Mr Wei, 46, has spent all but seven months of the past 16 years confined by the Chinese authorities. The Peking city authorities found that the 1995 Nobel Peace Prize nominee "conducted activities in an attempt to overthrow the government" between his release in September 1993 and his detention in April 1994.

The brief announcement was the first official word in 20 months on the whereabouts of Mr Wei, a former electrician at Peking zoo, who disappeared into police custody after a meeting a senior US human rights official. He has been held incommunicado ever since, with no notice given to his family or the numerous foreign leaders who have inquired about his status.

"His actions were in violation of the criminal law and constituted crimes," the official Xinhua news agency said. Conviction on the charge, virtually assured in China's justice system, could be punishable by death.

Mr Wei was released on parole in September, 1993, after serving all but six months of a 15-year prison term for selling military secrets and "counter- revolutionary" crimes, or subversion. During his six months of freedom, he said he had no regrets about taking a public stand and frequently and openly attacked the government. He encouraged China's dissidents to link up with workers and peasants, gave interviews to foreign journalists and published essays overseas.

Police cordoned off his home in Peking yesterday, but members of his family contacted by telephone dismissed the new charges as absurd, questioning how one man could overthrow the Communist Party while under constant police surveillance.

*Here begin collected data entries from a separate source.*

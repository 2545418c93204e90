use chrono::{DateTime, Utc};
use rust_decimal::Decimal;
use tracing::{debug, warn};

use crate::engine::ledger::post;
use crate::engine::notify_user;
use crate::engine::performance::{load_or_default, record_success};
use crate::models::ledger::{EntryKind, LedgerEntry, LedgerKind};
use crate::models::shipment::{PaymentMethod, Shipment};
use crate::observability::metrics::Metrics;
use crate::store::Tx;

/// Writes the financial consequences of a delivered shipment. Runs inside the
/// delivery transaction and uses only the values frozen on the shipment.
pub(crate) fn settle_delivery(
    tx: &mut Tx<'_>,
    metrics: &Metrics,
    shipment: &Shipment,
    now: DateTime<Utc>,
) {
    settle_courier(tx, metrics, shipment, now);
    settle_client(tx, metrics, shipment, now);
}

fn settle_courier(tx: &mut Tx<'_>, metrics: &Metrics, shipment: &Shipment, now: DateTime<Utc>) {
    let Some(courier_id) = shipment.courier_id else {
        return;
    };

    if shipment.courier_commission > Decimal::ZERO {
        post(
            tx,
            metrics,
            LedgerKind::Courier,
            LedgerEntry::processed(
                courier_id,
                shipment.courier_commission,
                EntryKind::Commission,
                Some(shipment.id),
                format!("Commission for shipment {}", shipment.tracking_code),
                now,
            ),
        );
    }

    notify_user(
        tx,
        courier_id,
        Some(shipment.id),
        format!("Shipment {} delivered", shipment.tracking_code),
        now,
    );

    let mut record = load_or_default(tx, courier_id, now);
    record_success(&mut record, now);
    tx.put_performance(record);

    // the referral bonus does not depend on the courier's own commission
    let referral = tx
        .user(courier_id)
        .and_then(|courier| courier.courier.as_ref())
        .and_then(|profile| profile.referrer_id.map(|id| (id, profile.referral_rate)));
    let Some((referrer_id, rate)) = referral else {
        return;
    };
    if rate <= Decimal::ZERO {
        return;
    }
    if tx.user(referrer_id).is_none() {
        warn!(courier_id = %courier_id, referrer_id = %referrer_id, "referrer no longer exists");
        return;
    }

    post(
        tx,
        metrics,
        LedgerKind::Courier,
        LedgerEntry::processed(
            referrer_id,
            rate,
            EntryKind::ReferralBonus,
            Some(shipment.id),
            format!("Referral bonus for shipment {}", shipment.tracking_code),
            now,
        ),
    );
}

fn settle_client(tx: &mut Tx<'_>, metrics: &Metrics, shipment: &Shipment, now: DateTime<Utc>) {
    let fee = shipment.client_fee;
    let code = &shipment.tracking_code;

    let entries: Vec<(Decimal, EntryKind, String)> = match shipment.payment_method {
        PaymentMethod::CashOnDelivery => vec![
            (
                shipment.package_value,
                EntryKind::Deposit,
                format!("Cash collected for shipment {code}"),
            ),
            (-fee, EntryKind::Payment, format!("Shipping fee for shipment {code}")),
        ],
        PaymentMethod::BankTransfer => vec![(
            shipment.amount_to_collect,
            EntryKind::Deposit,
            format!("Transfer collected for shipment {code}"),
        )],
        PaymentMethod::Wallet => vec![
            (
                shipment.total_price(),
                EntryKind::Deposit,
                format!("Payment received for shipment {code}"),
            ),
            (-fee, EntryKind::Payment, format!("Shipping fee for shipment {code}")),
        ],
    };

    for (amount, kind, description) in entries {
        if amount.is_zero() {
            debug!(shipment_id = %shipment.id, kind = kind.as_str(), "skipping zero settlement entry");
            continue;
        }
        if kind == EntryKind::Deposit && amount < Decimal::ZERO {
            continue;
        }

        post(
            tx,
            metrics,
            LedgerKind::Client,
            LedgerEntry::processed(
                shipment.client_id,
                amount,
                kind,
                Some(shipment.id),
                description,
                now,
            ),
        );
    }
}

"What evidence is there?" one relative asked. "It's a frame-up. Such a big country, such a big party and yet they cannot tolerate one or two words of criticism. They're too fragile. If he did actually attempt to overthrow the government, who were his accomplices? It would be crazy for one person to try singlehandedly to overthrow the government."

"How long can you keep a man in prison to keep him quiet?" said Robin Munro, a Hong Kong-based researcher for Human Rights Watch/Asia. "Now we finally know what the Chinese government has in mind for Wei, after a year and a half of keeping him in solitary, incommunicado detention." The authorities would have acted more swiftly, he added, if Mr Wei had not been nominated for the Nobel Peace Prize.

It is the second time Mr Wei has faced the capital charge of counter- revolution. His first arrest in 1979 stemmed from his criticism of the Communist government and China's paramount leader, Deng Xiaoping, during the tumultuous Democracy Wall period in the late 1970s.

Although he was one of Chairman Mao Tse-tung's revolutionary Red Guards during the Cultural Revolution, Mr Wei turned against the Communist Party and publicly demanded what he called the "fifth modernisation" - Western- style democracy - adding a new twist to Mr Deng's Four Modernisations drive.

The arrest came as China's Foreign Ministry said it was willing to resume private discussion on human rights with US officials, although it demanded that Washington should stop confronting it at the UN Human Rights Commission in Geneva, which it called interference in its internal affairs.